The mammoth project to refloat the doomed Costa Concordia cruise ship has been suspended until a decision is made over which port will scrap the wreck, Italian media says.
Ship owner Costa has decided to temporarily halt the unprecedented project to float the 290-metre-long vessel over environmental concerns raised by the body charged with overseeing the salvage, according to reports.
The supervisory body “requested supplementary information on the environmental impact”, said Sergio Girotto, project manager for the Titan Micoperi salvage effort, prompting Costa to stop the works while it obtained more information on the floating process.
Italian ports are fighting off competition from Turkey to scrap the Concordia, which sank off the Tuscan island of Giglio in 2012, leaving 32 people dead.
If Turkey wins the bid, the wreck would be carried there aboard the world’s largest semi-submersible ship, the Dockwise Vanguard.
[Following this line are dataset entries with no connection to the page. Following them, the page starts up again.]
use crate::models::{AggregatedResult, PlatformName, ReportMessage, TargetStatus};
use std::collections::BTreeSet;

/// Joins names as "A", "A and B", "A, B and C".
fn join_names(platforms: &BTreeSet<PlatformName>) -> String {
    let names: Vec<&str> = platforms.iter().map(|p| p.display_name()).collect();
    match names.split_last() {
        None => String::new(),
        Some((last, [])) => last.to_string(),
        Some((last, rest)) => format!("{} and {}", rest.join(", "), last),
    }
}

/// Builds the single message shown to the user after a status change.
///
/// The warning about failed platforms is additive and never replaces the
/// primary message.
pub fn report(aggregated: &AggregatedResult, status: TargetStatus) -> ReportMessage {
    let message = if aggregated.succeeded_platforms.is_empty() {
        format!("Lead status updated to {}.", status)
    } else {
        format!(
            "Lead marked as {} and synced to {}.",
            status,
            join_names(&aggregated.succeeded_platforms)
        )
    };

    let warning = if aggregated.failed_platforms.is_empty() {
        None
    } else {
        Some(format!(
            "Could not sync to {}.",
            join_names(&aggregated.failed_platforms)
        ))
    };

    ReportMessage { message, warning }
}
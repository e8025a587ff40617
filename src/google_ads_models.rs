use serde::{Deserialize, Serialize};

/// Body of `customers/{id}:uploadClickConversions`.
/// Documentation: https://developers.google.com/google-ads/api/rest/reference/rest/latest/customers/uploadClickConversions
#[derive(Debug, Clone, Deserialize, Serialize)]
#[serde(rename_all = "camelCase")]
pub struct UploadClickConversionsRequest {
    pub conversions: Vec<ClickConversion>,

    /// Must be true: per-row errors come back in `partialFailureError`
    pub partial_failure: bool,

    #[serde(default, skip_serializing_if = "std::ops::Not::not")]
    pub validate_only: bool,
}

/// One click conversion row
#[derive(Debug, Clone, Deserialize, Serialize)]
#[serde(rename_all = "camelCase")]
pub struct ClickConversion {
    /// Google Click ID captured with the lead
    pub gclid: String,

    /// Resource name, e.g. `customers/123/conversionActions/456`
    pub conversion_action: String,

    /// `yyyy-mm-dd hh:mm:ss+|-hh:mm`
    pub conversion_date_time: String,

    #[serde(skip_serializing_if = "Option::is_none")]
    pub conversion_value: Option<f64>,

    #[serde(skip_serializing_if = "Option::is_none")]
    pub currency_code: Option<String>,

    /// Lead id, lets Google deduplicate repeated uploads
    #[serde(skip_serializing_if = "Option::is_none")]
    pub order_id: Option<String>,
}

/// Response of `uploadClickConversions`
#[derive(Debug, Clone, Default, Deserialize, Serialize)]
#[serde(rename_all = "camelCase")]
pub struct UploadClickConversionsResponse {
    #[serde(default)]
    pub results: Vec<serde_json::Value>,

    /// Present when at least one row failed
    #[serde(default)]
    pub partial_failure_error: Option<PartialFailureError>,
}

/// `google.rpc.Status` carrying per-row failures
#[derive(Debug, Clone, Deserialize, Serialize)]
pub struct PartialFailureError {
    #[serde(default)]
    pub code: i32,

    #[serde(default)]
    pub message: String,

    #[serde(default)]
    pub details: Vec<PartialFailureDetail>,
}

#[derive(Debug, Clone, Deserialize, Serialize)]
pub struct PartialFailureDetail {
    #[serde(default)]
    pub errors: Vec<GoogleAdsError>,
}

#[derive(Debug, Clone, Deserialize, Serialize)]
pub struct GoogleAdsError {
    #[serde(default)]
    pub message: String,
}

impl UploadClickConversionsResponse {
    /// Row-level error messages, falling back to the top-level status message
    pub fn business_errors(&self) -> Vec<String> {
        let Some(failure) = &self.partial_failure_error else {
            return Vec::new();
        };

        // An empty status object is sent by some API versions on full success
        if failure.code == 0 && failure.message.is_empty() && failure.details.is_empty() {
            return Vec::new();
        }

        let detailed: Vec<String> = failure
            .details
            .iter()
            .flat_map(|d| d.errors.iter())
            .map(|e| e.message.clone())
            .filter(|m| !m.is_empty())
            .collect();

        if detailed.is_empty() {
            vec![failure.message.clone()]
        } else {
            detailed
        }
    }
}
Local daily Corriere Fiorentino said in that case, the contents of the Concordia – a potentially polluting cargo of cleaning products, rotted food and sewage – would have to be pumped out to ensure the vessel’s stability, with a potentially grave impact on the environment.
The works have been stopped due to a lack of information about “one of the hypotheses for removing the wreck: the Dutch ship Vanguard”, Girotto said.
Italy’s civil protection agency said this month that Turkey might be the best option for a dismantling operation, which would be paid for by the ship’s owner Costa, Europe’s biggest cruise operator, which it said had already spent 1.1 billion euros ($A1.65 billion) on the salvage operations.
Giglio is part of the Tuscan Archipelago National Park, which claims it is Europe’s biggest marine sanctuary, with a protected area of 56,800 hectares of sea and 17,900 hectares of land.